When you go next door to Sonoma County, the cost for grapes is closer to $2400 a ton with Lake County clocking in at around $1600 a ton. And in the southern Central Valley around Fresno, you can get a ton of grapes for around $300. So clearly there is some financial incentive in offsetting the cost of production for your bottle of “Napa Valley wine” with that 15% loophole of grapes grown elsewhere.
But is it really still “Napa” or, at least, what a consumer would expect from a Napa Valley wine? That’s an interesting question but this loophole goes far deeper when you realize that that 15% could include grapes from places like Texas and Georgia. I’m not kidding y’all.
The TTB is currently holding a comment period over a particular loophole that allows a winery to buy fruit from outside their state, truck it into their state and maybe even blend it with local fruit, but still label it under the AVA where the 85%+ of the fruit came from as long as they only sell it within their home state.

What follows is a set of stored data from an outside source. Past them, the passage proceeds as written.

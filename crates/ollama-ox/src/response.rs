use serde::Deserialize;

use crate::error::OllamaRequestError;

/// Model family and quantization details reported by `/api/show`.
#[derive(Debug, Clone, Default, PartialEq, Eq, Deserialize)]
pub struct ModelDetails {
    pub parent_model: Option<String>,
    pub format: Option<String>,
    pub family: Option<String>,
    pub families: Option<Vec<String>>,
    pub parameter_size: Option<String>,
    pub quantization_level: Option<String>,
}

/// Information about a specific model.
///
/// See <https://github.com/ollama/ollama/blob/main/docs/api.md#show-model-information>
#[derive(Debug, Clone, PartialEq, Eq, Deserialize)]
pub struct ModelInfoResponse {
    /// Licensing text shipped with the model
    pub license: Option<String>,
    /// Modelfile the model was created from
    pub modelfile: Option<String>,
    /// Runtime parameters, one `key value` pair per line
    pub parameters: String,
    /// Prompt template
    pub template: String,
    pub system: Option<String>,
    pub details: Option<ModelDetails>,
}

impl ModelInfoResponse {
    /// Decode a `/api/show` payload.
    ///
    /// # Errors
    ///
    /// Returns [`OllamaRequestError::Json`] if `parameters` or `template` is
    /// missing, or any field has the wrong type.
    pub fn from_json(json: &str) -> Result<Self, OllamaRequestError> {
        Ok(serde_json::from_str(json)?)
    }

    /// Byte-slice variant of [`Self::from_json`].
    ///
    /// # Errors
    ///
    /// Same as [`Self::from_json`].
    pub fn from_slice(bytes: &[u8]) -> Result<Self, OllamaRequestError> {
        Ok(serde_json::from_slice(bytes)?)
    }
}
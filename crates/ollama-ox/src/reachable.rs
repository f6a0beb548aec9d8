use std::time::Duration;

use async_stream::stream;
use futures_util::stream::BoxStream;

use crate::{Ollama, error::OllamaRequestError};

impl Ollama {
    /// Check whether the server answers `GET /` with a success status.
    ///
    /// Bounded by the configured probe timeout (2 seconds unless overridden),
    /// not by the client's long request timeouts. Every failure, including a
    /// timeout, yields `false`.
    ///
    /// ```rust,no_run
    /// # async fn run() -> Result<(), ollama_ox::OllamaRequestError> {
    /// let ollama = ollama_ox::Ollama::new("http://localhost:11434")?;
    /// if !ollama.reachable().await {
    ///     eprintln!("start the server with `ollama serve`");
    /// }
    /// # Ok(())
    /// # }
    /// ```
    pub async fn reachable(&self) -> bool {
        self.reachable_within(self.config.probe_timeout()).await
    }

    /// [`Self::reachable`] with an explicit bound for this call only.
    ///
    /// Dropping the returned future aborts the in-flight request.
    pub async fn reachable_within(&self, timeout: Duration) -> bool {
        classify(self.request_helper().probe_root(Some(timeout)).await)
    }

    /// Reachability as a stream that yields exactly one value and ends.
    ///
    /// Unlike [`Self::reachable`] there is no short per-call bound: the probe
    /// waits as long as the client's request and resource timeouts allow.
    /// Failures are yielded as `false`, never as an error item. Dropping the
    /// stream before it yields aborts the in-flight request.
    pub fn reachable_stream(&self) -> BoxStream<'static, bool> {
        let helper = self.request_helper();

        Box::pin(stream! {
            yield classify(helper.probe_root(None).await);
        })
    }
}

/// The only place a probe failure is absorbed.
fn classify(outcome: Result<(), OllamaRequestError>) -> bool {
    match outcome {
        Ok(()) => true,
        Err(e) => {
            log::debug!("ollama not reachable: {e}");
            false
        }
    }
}
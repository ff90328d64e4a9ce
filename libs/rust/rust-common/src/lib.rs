//! Shared library for cross-cutting concerns in the workload-identity crates.
//!
//! This crate provides centralized implementations for:
//! - Error types with retryability classification
//! - HTTP client configuration and building
//! - Exponential backoff for periodic and retried work
//! - Tracing subscriber initialization
//! - In-process counters rendered as Prometheus text

#![forbid(unsafe_code)]
#![warn(missing_docs)]

pub mod error;
pub mod http;
pub mod retry;
pub mod tracing_config;
pub mod metrics;

pub use error::{PlatformError, Retryable};
pub use http::{HttpConfig, build_http_client};
pub use metrics::Counter;
pub use retry::{RetryConfig, RetryPolicy};
pub use tracing_config::{TracingConfig, init_tracing};
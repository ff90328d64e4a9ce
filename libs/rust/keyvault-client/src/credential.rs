//! Federated workload-identity credential.
//!
//! Exchanges the mounted assertion token for an access token at the
//! tenant's OAuth2 token endpoint and caches the result per scope set.
//!
//! - A cached token is reused while `now + safety_margin < expires_at`.
//! - At most one exchange per scope set is in flight. It runs as a detached
//!   task, so a waiter that gives up never cancels it for the others.
//! - A failed refresh leaves the cache untouched and is reported to every
//!   waiter; an expired token is never handed out in its place. A refresh
//!   task that dies without publishing (panic, abort, runtime shutdown) is
//!   replaced by the next caller.
//! - The cached expiry for a scope set never moves backwards.

use crate::{
    assertion::TokenFileReader,
    config::CredentialConfig,
    error::{KeyVaultError, KeyVaultResult},
    provider::TokenCredential,
    secrets::{TokenErrorResponse, TokenResponse},
    token::{AccessToken, ScopeKey},
};
use async_trait::async_trait;
use chrono::Utc;
use futures::future::{BoxFuture, FutureExt, Shared};
use parking_lot::Mutex;
use rust_common::{Counter, build_http_client, metrics};
use std::collections::HashMap;
use std::sync::atomic::{AtomicU64, Ordering};
use std::sync::{Arc, Weak};
use std::time::Duration;
use tokio::task::AbortHandle;
use tracing::{Instrument, debug, info, info_span, instrument, warn};

const CLIENT_ASSERTION_TYPE: &str = "urn:ietf:params:oauth:client-assertion-type:jwt-bearer";

type InflightRefresh = Shared<BoxFuture<'static, KeyVaultResult<AccessToken>>>;

struct Inflight {
    id: u64,
    refresh: InflightRefresh,
    task: AbortHandle,
}

impl Inflight {
    /// The task publishes and clears its own marker before it finishes, so a
    /// finished task still registered here never published.
    fn is_orphaned(&self) -> bool {
        self.task.is_finished() || self.refresh.peek().is_some()
    }
}

#[derive(Default)]
struct CacheSlot {
    token: Option<AccessToken>,
    inflight: Option<Inflight>,
}

impl CacheSlot {
    fn clear_inflight(&mut self, id: u64) {
        if self.inflight.as_ref().is_some_and(|i| i.id == id) {
            self.inflight = None;
        }
    }
}

/// Counters kept by a [`FederatedCredential`].
#[derive(Debug)]
pub struct CredentialMetrics {
    /// Successful token exchanges
    pub exchanges: Counter,
    /// Failed refreshes (assertion read, exchange or timeout)
    pub exchange_failures: Counter,
    /// Requests served from cache
    pub cache_hits: Counter,
}

impl CredentialMetrics {
    fn new() -> Self {
        Self {
            exchanges: Counter::new(
                "federated_credential_exchanges_total",
                "Successful federated token exchanges",
            ),
            exchange_failures: Counter::new(
                "federated_credential_exchange_failures_total",
                "Failed federated token refreshes",
            ),
            cache_hits: Counter::new(
                "federated_credential_cache_hits_total",
                "Token requests served from cache",
            ),
        }
    }

    /// Prometheus text exposition of all counters.
    #[must_use]
    pub fn to_prometheus(&self) -> String {
        metrics::render(&[&self.exchanges, &self.exchange_failures, &self.cache_hits])
    }
}

struct Inner {
    config: CredentialConfig,
    http: reqwest::Client,
    reader: TokenFileReader,
    cache: Mutex<HashMap<ScopeKey, CacheSlot>>,
    next_refresh_id: AtomicU64,
    metrics: CredentialMetrics,
}

/// Credential that trades a federated assertion for access tokens.
///
/// Cheap to clone; clones share the token cache.
#[derive(Clone)]
pub struct FederatedCredential {
    inner: Arc<Inner>,
}

impl FederatedCredential {
    /// Validate `config` and build the credential.
    ///
    /// # Errors
    ///
    /// Returns [`KeyVaultError::InvalidConfig`] when a required value is
    /// missing or the HTTP client cannot be built.
    pub fn new(config: CredentialConfig) -> KeyVaultResult<Self> {
        config.validate()?;
        let http = build_http_client(&config.http)?;
        let reader = TokenFileReader::new(config.token_file_path.clone());

        info!(
            tenant_id = %config.tenant_id,
            client_id = %config.client_id,
            authority = %config.authority(),
            "Federated credential configured"
        );

        Ok(Self {
            inner: Arc::new(Inner {
                config,
                http,
                reader,
                cache: Mutex::new(HashMap::new()),
                next_refresh_id: AtomicU64::new(0),
                metrics: CredentialMetrics::new(),
            }),
        })
    }

    /// Configuration this credential was built with.
    #[must_use]
    pub fn config(&self) -> &CredentialConfig {
        &self.inner.config
    }

    /// Exchange and cache counters.
    #[must_use]
    pub fn metrics(&self) -> &CredentialMetrics {
        &self.inner.metrics
    }

    /// Get a token for an already canonicalized scope set.
    ///
    /// Cancelling this future only abandons this caller's wait; a refresh it
    /// started keeps running and its result is cached for the next caller.
    ///
    /// # Errors
    ///
    /// Any assertion-read, exchange, transport or timeout failure of the
    /// refresh this call waited on.
    #[instrument(skip(self, key), fields(scopes = %key))]
    pub async fn get_token_for(&self, key: &ScopeKey) -> KeyVaultResult<AccessToken> {
        let refresh = {
            let mut cache = self.inner.cache.lock();
            let slot = cache.entry(key.clone()).or_default();

            if let Some(token) = slot
                .token
                .as_ref()
                .filter(|t| t.is_fresh(self.inner.config.safety_margin))
            {
                self.inner.metrics.cache_hits.inc();
                return Ok(token.clone());
            }

            match &slot.inflight {
                Some(inflight) if !inflight.is_orphaned() => {
                    debug!("Joining in-flight token refresh");
                    inflight.refresh.clone()
                }
                stale => {
                    if let Some(orphan) = stale {
                        warn!(
                            refresh_id = orphan.id,
                            "Token refresh task ended without publishing, restarting"
                        );
                    }
                    let id = self.inner.next_refresh_id.fetch_add(1, Ordering::Relaxed);
                    let inflight = Inner::spawn_refresh(&self.inner, key.clone(), id);
                    let refresh = inflight.refresh.clone();
                    slot.inflight = Some(inflight);
                    refresh
                }
            }
        };

        refresh.await
    }
}

#[async_trait]
impl TokenCredential for FederatedCredential {
    async fn get_token(&self, scopes: &[&str]) -> KeyVaultResult<AccessToken> {
        let key = ScopeKey::new(scopes.iter().copied())?;
        self.get_token_for(&key).await
    }
}

impl std::fmt::Debug for FederatedCredential {
    fn fmt(&self, f: &mut std::fmt::Formatter<'_>) -> std::fmt::Result {
        f.debug_struct("FederatedCredential")
            .field("tenant_id", &self.inner.config.tenant_id)
            .field("client_id", &self.inner.config.client_id)
            .field("authority", &self.inner.config.authority())
            .finish_non_exhaustive()
    }
}

impl Inner {
    fn spawn_refresh(inner: &Arc<Self>, key: ScopeKey, id: u64) -> Inflight {
        let span = info_span!("token_refresh", scopes = %key, refresh_id = id);
        let handle = tokio::spawn(Arc::clone(inner).refresh(key.clone(), id).instrument(span));
        let task = handle.abort_handle();
        let owner: Weak<Self> = Arc::downgrade(inner);

        let refresh = async move {
            match handle.await {
                Ok(outcome) => outcome,
                Err(e) => {
                    if let Some(inner) = owner.upgrade() {
                        inner.cache.lock().entry(key).or_default().clear_inflight(id);
                        inner.metrics.exchange_failures.inc();
                    }
                    warn!(refresh_id = id, error = %e, "Token refresh task ended without publishing");
                    Err(KeyVaultError::unavailable(format!("token refresh task failed: {e}")))
                }
            }
        }
        .boxed()
        .shared();

        Inflight { id, refresh, task }
    }

    /// Run one bounded refresh, then publish its outcome and clear the
    /// in-flight marker under a single lock.
    async fn refresh(self: Arc<Self>, key: ScopeKey, id: u64) -> KeyVaultResult<AccessToken> {
        let bound = self.config.exchange_timeout;
        let outcome = match tokio::time::timeout(bound, self.exchange(&key)).await {
            Ok(result) => result,
            Err(_) => Err(KeyVaultError::Timeout(bound)),
        };

        let published = {
            let mut cache = self.cache.lock();
            let slot = cache.entry(key).or_default();
            slot.clear_inflight(id);

            outcome.map(|fresh| {
                let stored = match slot.token.take() {
                    Some(cached) if cached.expires_at() > fresh.expires_at() => cached,
                    _ => fresh,
                };
                slot.token = Some(stored.clone());
                stored
            })
        };

        match &published {
            Ok(token) => {
                self.metrics.exchanges.inc();
                info!(
                    expires_at = %token.expires_at(),
                    lifetime_secs = token.remaining().as_secs(),
                    "Access token refreshed"
                );
            }
            Err(e) => {
                self.metrics.exchange_failures.inc();
                warn!(error = %e, "Access token refresh failed");
            }
        }

        published
    }

    async fn exchange(&self, key: &ScopeKey) -> KeyVaultResult<AccessToken> {
        let assertion = self.reader.read().await?;
        let scope = key.to_scope_param();
        let form = [
            ("grant_type", "client_credentials"),
            ("client_id", self.config.client_id.as_str()),
            ("client_assertion_type", CLIENT_ASSERTION_TYPE),
            ("client_assertion", assertion.expose()),
            ("scope", scope.as_str()),
        ];

        let issued_at = Utc::now();
        let response = self
            .http
            .post(self.config.token_endpoint())
            .form(&form)
            .send()
            .await
            .map_err(|e| KeyVaultError::unavailable(format!("token endpoint: {e}")))?;

        let status = response.status();
        let body = response
            .text()
            .await
            .map_err(|e| KeyVaultError::unavailable(format!("token endpoint body: {e}")))?;

        if !status.is_success() {
            let parsed: TokenErrorResponse = serde_json::from_str(&body).unwrap_or_default();
            return Err(KeyVaultError::ExchangeRejected {
                status: status.as_u16(),
                detail: parsed.detail(&body),
            });
        }

        let parsed: TokenResponse = serde_json::from_str(&body)?;
        if parsed.access_token.is_empty() {
            return Err(KeyVaultError::invalid_response("empty access_token"));
        }
        if parsed.expires_in == 0 {
            return Err(KeyVaultError::invalid_response("token already expired"));
        }
        if let Some(token_type) = parsed.token_type.as_deref() {
            if !token_type.eq_ignore_ascii_case("bearer") {
                return Err(KeyVaultError::invalid_response(format!(
                    "unsupported token_type {token_type}"
                )));
            }
        }

        let lifetime = Duration::from_secs(parsed.expires_in);
        if lifetime <= self.config.safety_margin {
            warn!(
                lifetime_secs = parsed.expires_in,
                safety_margin_secs = self.config.safety_margin.as_secs(),
                "Issued token lifetime is within the safety margin; every request will refresh"
            );
        }

        Ok(AccessToken::from_lifetime(parsed.access_token, issued_at, lifetime))
    }
}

So, yes, a winery in Texas can buy Napa Valley fruit and potentially blend in 15% of Texas fruit and still sell it as a Napa Valley wine to the wine shops and restaurants of Texas.
The comment period for discussion over this particular loophole will run till December 7th, 2016. For those who like to indulge in some not-so-light reading, you can take a look at the diverse perspectives of people who are both for closing the loophole and against it.
I’m going to bet on the law being changed and this loophole closed, if only because of the big money involved with the Napa brand itself. But, as we’ve learned, there are still plenty of other loopholes to trip over. Maybe its best for all of us to sit back and chase down the blue pills while enjoying our $20 Napa Valley Cabernet Sauvignons.